Aspectos destacados clave

  • Assumption of risk in Washington means a person knowingly and voluntarily accepts the risks of an activity, limiting legal claims.
  • They consist of primary, secondary, express, and implied risks. All this covers risks that lie in an activity, for that matter, sports events.
  • This kind of defense is generally possible within the realm of personal injuries, such as in skiing, football, or sports where some inherent risks are involved.
  • Russell & Hill establish that no defense is adequate for predictable risks, recklessness, injuries, and the absence of informed consent.

Assumption of risk in Washington means a person may be prevented from recovering damages if they knowingly and voluntarily accept the risks of a dangerous activity. In most cases, this is common in sports and physical activities, such as football, skiing, and contact sports, where some injuries are deemed normal and expected.

But if the party knows the risk and still wants to take it, then the Washington courts may decide the party assumed the risk, which means the party may not be able to collect for the injury. The defense does not apply if the risk is Reckless, Intentional, or Hidden. The defense may be express or implied from action and may be classified as Primary or Secondary.

En Russell & Hill, PLLC, we help injured clients understand these rules and protect their rights.

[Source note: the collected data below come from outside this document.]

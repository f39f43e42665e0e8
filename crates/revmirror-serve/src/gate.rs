//! Ordered admission checks for one webhook delivery.
//!
//! Each stage short-circuits. The order matters: nothing about the body is
//! trusted until the signature has been verified.

use std::path::PathBuf;

use axum::http::{header, HeaderMap, StatusCode};
use axum::response::{IntoResponse, Response};
use revmirror_core::Error;
use revmirror_mirror::{JobEvent, WorkerJob};
use revmirror_store::paths::is_plain_component;

use crate::notification::{EventKind, Notification};
use crate::signature;

pub const SIGNATURE_HEADER: &str = "x-hub-signature";
pub const EVENT_HEADER: &str = "x-github-event";
pub const FORWARDED_PROTO_HEADER: &str = "x-forwarded-proto";

/// The subset of deployment settings the gate reads.
#[derive(Debug, Clone, Default)]
pub struct GateConfig {
    pub project_root: Option<PathBuf>,
    pub secret: Option<String>,
    pub allow_insecure: bool,
}

impl From<&revmirror_store::Config> for GateConfig {
    fn from(config: &revmirror_store::Config) -> Self {
        Self {
            project_root: config.project_root.clone(),
            secret: config.secret.clone(),
            allow_insecure: config.allow_insecure,
        }
    }
}

#[derive(Debug, PartialEq, Eq)]
pub enum Admission {
    Pong,
    Job(WorkerJob),
}

/// A refused delivery: status plus the short plain-text reason.
#[derive(Debug, Clone, PartialEq, Eq)]
pub struct Rejection {
    pub status: StatusCode,
    pub reason: String,
}

impl From<Error> for Rejection {
    fn from(err: Error) -> Self {
        let status = match &err {
            Error::Transport | Error::Auth(_) => StatusCode::FORBIDDEN,
            Error::Protocol(_) => StatusCode::BAD_REQUEST,
            Error::Validation(_) => StatusCode::NOT_FOUND,
            _ => StatusCode::INTERNAL_SERVER_ERROR,
        };
        let reason = match err {
            Error::Config(_) => "Environment variables not set".to_string(),
            other => other.to_string(),
        };
        Self { status, reason }
    }
}

impl IntoResponse for Rejection {
    fn into_response(self) -> Response {
        (self.status, self.reason).into_response()
    }
}

pub fn admit(
    config: &GateConfig,
    headers: &HeaderMap,
    body: &[u8],
) -> Result<Admission, Rejection> {
    // transport
    let secure = header_str(headers, FORWARDED_PROTO_HEADER)
        .is_some_and(|proto| proto.eq_ignore_ascii_case("https"));
    if !secure && !config.allow_insecure {
        return Err(Error::Transport.into());
    }

    // configuration
    let (Some(project_root), Some(secret)) = (&config.project_root, &config.secret) else {
        tracing::error!("webhook received but project_root or secret is not configured");
        return Err(Error::Config("project_root and secret are required".into()).into());
    };

    // signature
    let hex_sig = signature::split_signature(header_str(headers, SIGNATURE_HEADER))?;
    if let Err(e) = signature::verify(secret.as_bytes(), body, hex_sig) {
        tracing::warn!(bytes = body.len(), "webhook signature mismatch, possible forgery");
        return Err(e.into());
    }

    // event
    let event = header_str(headers, EVENT_HEADER)
        .ok_or_else(|| Error::Protocol("No event".to_string()))?;
    match Notification::kind(event) {
        EventKind::Ping => return Ok(Admission::Pong),
        EventKind::Push | EventKind::PullRequest => {}
        EventKind::Other => {
            tracing::debug!(event, "ignoring event");
            return Err(Error::Protocol("Wrong event".to_string()).into());
        }
    }

    // payload
    let notification = Notification::decode(event, body, is_form(headers))?;

    // repository
    let repo = notification.repository().unwrap_or_default().to_string();
    let repo_path = project_root.join(format!("{repo}.git"));
    if !is_plain_component(&repo) || !repo_path.is_dir() {
        tracing::warn!(repo = %repo, "webhook for unknown repository");
        return Err(Error::Validation(repo).into());
    }

    let event = match notification {
        Notification::Push(payload) => JobEvent::Push(payload.action()),
        _ => JobEvent::PullRequest,
    };
    Ok(Admission::Job(WorkerJob {
        repo,
        repo_path,
        event,
    }))
}

fn header_str<'h>(headers: &'h HeaderMap, name: &str) -> Option<&'h str> {
    headers.get(name).and_then(|v| v.to_str().ok())
}

fn is_form(headers: &HeaderMap) -> bool {
    header_str(headers, header::CONTENT_TYPE.as_str())
        .is_some_and(|ct| ct.starts_with("application/x-www-form-urlencoded"))
}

What is Assumption of Risk?

The assumption of risk definition in Washington is simple: it applies to those situations where a party may preclude recovery based on the known and voluntary assumption of the risk attendant to the known dangers associated with the hazardous activity.

In my practice as a abogado de lesiones personales, I have seen the defense of assumption of the risk be used in sports and physical activities. For example, if an individual is participating in a sport such as football and/or skiing and is injured in the normal course of the activity, the courts in the state of Washington may find the assumption of the risk defense to be applicable.

Note, however, that the assumption of risk does not extend to reckless conduct, hidden dangers, and risks beyond the ordinary scope of the activity that can and will be avoided. A mastery of this concept can make a huge difference in a case where you are potentially being sued. 

What Is an Example of a Risk Assumption?

Regarding the assumed risk in Washington, the courts examine whether there is knowledge of the risk beforehand.

One of the best examples of this doctrine was from the Washington Supreme Court case of Perry v. Seattle School District (1965). In this case, a bystander was injured by the impact of a player being knocked out of bounds into her at a high school football game. Here, it was held that the plaintiff was seeking to attend the game and voluntarily placed herself within the area of possible injury.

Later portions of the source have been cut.